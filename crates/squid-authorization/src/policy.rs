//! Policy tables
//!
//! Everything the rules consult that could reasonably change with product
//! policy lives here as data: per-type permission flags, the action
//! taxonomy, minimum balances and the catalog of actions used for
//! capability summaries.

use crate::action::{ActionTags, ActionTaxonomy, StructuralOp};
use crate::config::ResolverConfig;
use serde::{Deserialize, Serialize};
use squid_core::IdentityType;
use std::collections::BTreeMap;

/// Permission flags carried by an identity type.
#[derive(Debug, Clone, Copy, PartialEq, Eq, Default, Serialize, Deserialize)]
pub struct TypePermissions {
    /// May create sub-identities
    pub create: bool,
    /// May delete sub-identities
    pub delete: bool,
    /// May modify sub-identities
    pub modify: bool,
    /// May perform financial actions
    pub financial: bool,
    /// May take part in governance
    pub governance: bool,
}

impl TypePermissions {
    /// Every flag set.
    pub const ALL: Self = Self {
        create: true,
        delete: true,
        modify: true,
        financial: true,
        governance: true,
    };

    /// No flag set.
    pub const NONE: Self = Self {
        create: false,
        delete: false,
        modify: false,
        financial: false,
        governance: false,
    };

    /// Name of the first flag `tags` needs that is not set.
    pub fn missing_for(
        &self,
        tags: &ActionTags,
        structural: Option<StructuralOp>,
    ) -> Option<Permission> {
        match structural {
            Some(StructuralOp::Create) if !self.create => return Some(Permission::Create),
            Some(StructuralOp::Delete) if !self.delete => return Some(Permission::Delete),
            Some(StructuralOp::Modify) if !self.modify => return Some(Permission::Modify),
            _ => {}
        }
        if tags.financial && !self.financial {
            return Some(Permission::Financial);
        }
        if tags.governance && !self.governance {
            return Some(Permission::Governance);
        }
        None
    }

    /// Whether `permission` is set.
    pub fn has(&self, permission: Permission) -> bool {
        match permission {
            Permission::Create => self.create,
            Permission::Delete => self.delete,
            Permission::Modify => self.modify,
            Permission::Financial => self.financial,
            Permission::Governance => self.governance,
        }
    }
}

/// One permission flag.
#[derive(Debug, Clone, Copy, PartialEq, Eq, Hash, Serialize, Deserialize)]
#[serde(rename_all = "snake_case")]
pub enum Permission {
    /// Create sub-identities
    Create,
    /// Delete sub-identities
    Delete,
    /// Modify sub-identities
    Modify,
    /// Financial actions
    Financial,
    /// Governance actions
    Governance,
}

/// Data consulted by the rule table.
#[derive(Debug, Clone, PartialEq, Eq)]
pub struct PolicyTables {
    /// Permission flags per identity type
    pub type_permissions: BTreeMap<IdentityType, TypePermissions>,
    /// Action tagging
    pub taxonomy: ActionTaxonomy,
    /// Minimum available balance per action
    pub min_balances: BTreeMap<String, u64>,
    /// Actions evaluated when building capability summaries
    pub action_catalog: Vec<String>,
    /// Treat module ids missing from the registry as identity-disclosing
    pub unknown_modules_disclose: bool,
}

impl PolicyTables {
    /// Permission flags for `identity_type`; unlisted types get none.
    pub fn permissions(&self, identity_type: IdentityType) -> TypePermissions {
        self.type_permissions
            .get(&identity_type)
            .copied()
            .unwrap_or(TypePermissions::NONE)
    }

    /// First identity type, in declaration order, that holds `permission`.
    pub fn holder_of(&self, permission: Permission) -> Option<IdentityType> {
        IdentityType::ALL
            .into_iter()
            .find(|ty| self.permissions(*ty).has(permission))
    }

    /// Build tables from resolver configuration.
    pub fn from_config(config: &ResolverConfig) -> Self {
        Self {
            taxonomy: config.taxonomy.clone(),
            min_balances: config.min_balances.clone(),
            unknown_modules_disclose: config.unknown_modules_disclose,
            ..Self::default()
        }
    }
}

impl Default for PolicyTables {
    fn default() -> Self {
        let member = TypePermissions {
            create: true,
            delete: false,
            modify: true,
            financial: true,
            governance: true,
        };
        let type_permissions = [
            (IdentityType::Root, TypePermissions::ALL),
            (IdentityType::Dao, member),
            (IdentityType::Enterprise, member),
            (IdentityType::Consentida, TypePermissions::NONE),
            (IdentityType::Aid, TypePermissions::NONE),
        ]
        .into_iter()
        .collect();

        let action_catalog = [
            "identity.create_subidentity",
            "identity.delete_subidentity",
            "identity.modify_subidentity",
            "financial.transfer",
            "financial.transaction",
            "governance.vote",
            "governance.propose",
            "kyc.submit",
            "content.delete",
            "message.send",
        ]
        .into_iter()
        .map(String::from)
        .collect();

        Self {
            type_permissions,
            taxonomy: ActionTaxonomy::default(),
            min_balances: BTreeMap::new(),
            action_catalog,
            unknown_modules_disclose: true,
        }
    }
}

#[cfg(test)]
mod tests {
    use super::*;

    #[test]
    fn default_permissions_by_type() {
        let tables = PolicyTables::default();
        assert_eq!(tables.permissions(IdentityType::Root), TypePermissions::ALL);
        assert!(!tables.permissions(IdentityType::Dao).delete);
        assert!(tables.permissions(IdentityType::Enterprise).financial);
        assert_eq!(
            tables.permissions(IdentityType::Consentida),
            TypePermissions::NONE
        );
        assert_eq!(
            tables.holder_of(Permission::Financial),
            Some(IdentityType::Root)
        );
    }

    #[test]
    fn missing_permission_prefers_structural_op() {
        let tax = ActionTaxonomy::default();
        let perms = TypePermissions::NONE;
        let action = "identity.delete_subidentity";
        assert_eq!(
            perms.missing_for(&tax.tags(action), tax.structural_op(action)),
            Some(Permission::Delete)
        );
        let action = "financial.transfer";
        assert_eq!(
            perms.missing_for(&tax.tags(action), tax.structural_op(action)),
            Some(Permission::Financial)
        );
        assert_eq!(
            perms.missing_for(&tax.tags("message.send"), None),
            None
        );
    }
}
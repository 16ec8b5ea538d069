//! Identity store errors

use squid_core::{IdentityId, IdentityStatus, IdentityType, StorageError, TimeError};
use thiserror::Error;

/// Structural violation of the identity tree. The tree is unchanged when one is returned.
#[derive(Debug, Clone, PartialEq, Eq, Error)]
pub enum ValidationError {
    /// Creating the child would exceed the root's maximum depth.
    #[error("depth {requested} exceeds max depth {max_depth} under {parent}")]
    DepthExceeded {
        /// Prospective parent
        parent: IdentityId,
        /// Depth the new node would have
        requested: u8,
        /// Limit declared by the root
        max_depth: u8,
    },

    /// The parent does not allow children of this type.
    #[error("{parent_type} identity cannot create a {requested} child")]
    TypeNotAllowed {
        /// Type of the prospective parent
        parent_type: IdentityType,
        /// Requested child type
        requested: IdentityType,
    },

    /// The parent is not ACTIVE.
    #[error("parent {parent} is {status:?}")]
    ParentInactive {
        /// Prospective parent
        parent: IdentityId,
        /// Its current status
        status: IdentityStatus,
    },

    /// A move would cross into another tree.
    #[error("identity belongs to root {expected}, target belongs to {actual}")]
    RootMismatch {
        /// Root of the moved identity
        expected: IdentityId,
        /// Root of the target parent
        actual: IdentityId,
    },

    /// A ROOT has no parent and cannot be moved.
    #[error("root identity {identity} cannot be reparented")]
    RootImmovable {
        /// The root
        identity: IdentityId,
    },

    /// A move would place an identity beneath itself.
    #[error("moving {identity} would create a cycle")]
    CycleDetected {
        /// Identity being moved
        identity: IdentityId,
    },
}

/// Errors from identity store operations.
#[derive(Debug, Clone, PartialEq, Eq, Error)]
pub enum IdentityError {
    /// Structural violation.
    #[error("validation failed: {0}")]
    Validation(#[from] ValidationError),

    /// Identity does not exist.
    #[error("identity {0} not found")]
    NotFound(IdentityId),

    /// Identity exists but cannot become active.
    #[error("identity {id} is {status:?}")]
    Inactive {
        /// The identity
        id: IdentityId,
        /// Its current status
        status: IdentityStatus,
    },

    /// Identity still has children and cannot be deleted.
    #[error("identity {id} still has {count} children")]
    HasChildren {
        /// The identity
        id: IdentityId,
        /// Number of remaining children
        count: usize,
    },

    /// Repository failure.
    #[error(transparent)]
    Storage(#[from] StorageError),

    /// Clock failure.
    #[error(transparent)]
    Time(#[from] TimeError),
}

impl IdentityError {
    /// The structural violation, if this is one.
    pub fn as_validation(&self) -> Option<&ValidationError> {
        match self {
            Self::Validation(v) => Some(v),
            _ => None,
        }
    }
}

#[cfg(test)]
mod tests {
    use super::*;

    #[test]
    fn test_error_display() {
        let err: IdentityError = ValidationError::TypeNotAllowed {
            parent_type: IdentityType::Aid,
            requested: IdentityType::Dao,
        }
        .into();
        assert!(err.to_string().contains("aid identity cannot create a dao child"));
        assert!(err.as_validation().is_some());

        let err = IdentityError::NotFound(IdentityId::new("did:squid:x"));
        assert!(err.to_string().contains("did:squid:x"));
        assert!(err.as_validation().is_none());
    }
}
= = = = =
> What you should do:
Take from the material above the lines running from the one with "the prospective parent" through the one with "does not exist.", and repeat them exactly, with nothing else.

> Response box:
        /// Type of the prospective parent
        parent_type: IdentityType,
        /// Requested child type
        requested: IdentityType,
    },

    /// The parent is not ACTIVE.
    #[error("parent {parent} is {status:?}")]
    ParentInactive {
        /// Prospective parent
        parent: IdentityId,
        /// Its current status
        status: IdentityStatus,
    },

    /// A move would cross into another tree.
    #[error("identity belongs to root {expected}, target belongs to {actual}")]
    RootMismatch {
        /// Root of the moved identity
        expected: IdentityId,
        /// Root of the target parent
        actual: IdentityId,
    },

    /// A ROOT has no parent and cannot be moved.
    #[error("root identity {identity} cannot be reparented")]
    RootImmovable {
        /// The root
        identity: IdentityId,
    },

    /// A move would place an identity beneath itself.
    #[error("moving {identity} would create a cycle")]
    CycleDetected {
        /// Identity being moved
        identity: IdentityId,
    },
}

/// Errors from identity store operations.
#[derive(Debug, Clone, PartialEq, Eq, Error)]
pub enum IdentityError {
    /// Structural violation.
    #[error("validation failed: {0}")]
    Validation(#[from] ValidationError),

    /// Identity does not exist.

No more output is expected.